EXERCISE ▸ Lines holding the word "DateTime" are the ones to copy from the data below.

Items from a data source ▸

>>>

use std::{fmt, str::FromStr};

use chrono::{DateTime, Utc};
use serde::{Deserialize, Serialize};
use utoipa::ToSchema;

#[derive(Debug, Clone, Copy, PartialEq, Eq, Serialize, Deserialize, ToSchema)]
#[serde(rename_all = "SCREAMING_SNAKE_CASE")]
pub enum PaymentStatus {
    Pending,
    Succeeded,
    Failed,
    Refunded,
}

impl PaymentStatus {
    pub fn as_str(&self) -> &'static str {
        match self {
            PaymentStatus::Pending => "PENDING",
            PaymentStatus::Succeeded => "SUCCEEDED",
            PaymentStatus::Failed => "FAILED",
            PaymentStatus::Refunded => "REFUNDED",
        }
    }
}

impl fmt::Display for PaymentStatus {
    fn fmt(&self, f: &mut fmt::Formatter<'_>) -> fmt::Result {
        f.write_str(self.as_str())
    }
}

impl FromStr for PaymentStatus {
    type Err = String;

    fn from_str(s: &str) -> Result<Self, Self::Err> {
        match s {
            "PENDING" => Ok(PaymentStatus::Pending),
            "SUCCEEDED" => Ok(PaymentStatus::Succeeded),
            "FAILED" => Ok(PaymentStatus::Failed),
            "REFUNDED" => Ok(PaymentStatus::Refunded),
            other => Err(other.to_string()),
        }
    }
}

#[derive(Debug, Clone, PartialEq, Serialize, Deserialize, ToSchema)]
pub struct PaymentDto {
    pub id: i32,
    pub booking_id: i32,
    pub amount_cents: i64,
    pub platform_fee_cents: i64,
    pub processor_fee_cents: i64,
    pub net_amount_cents: i64,
    pub currency: String,
    pub status: PaymentStatus,
    pub created_at: DateTime<Utc>,
}

#[derive(Debug, Clone, Serialize, Deserialize, ToSchema)]
pub struct PaginatedPaymentsDto {
    pub payments: Vec<PaymentDto>,
    pub total: u64,
    pub page: u64,
    pub per_page: u64,
    pub total_pages: u64,
}

/// Returned when a client starts paying for a booking.
#[derive(Debug, Clone, Serialize, Deserialize, ToSchema)]
pub struct CheckoutDto {
    pub payment: PaymentDto,
    /// Secret the browser hands to the payment processor's SDK.
    pub client_secret: String,
}

#[derive(Debug, Clone, Serialize, Deserialize, ToSchema)]
pub struct RevenueSummaryDto {
    pub payments: Vec<PaymentDto>,
    pub gross_cents: i64,
    pub platform_fee_cents: i64,
    pub processor_fee_cents: i64,
    pub net_cents: i64,
}

#[derive(Debug, Clone, Serialize, Deserialize, ToSchema)]
pub struct WebhookAckDto {
    pub received: bool,
}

<<<

SOLUTION FOR THIS EXERCISE ▸
use chrono::{DateTime, Utc};
    pub created_at: DateTime<Utc>,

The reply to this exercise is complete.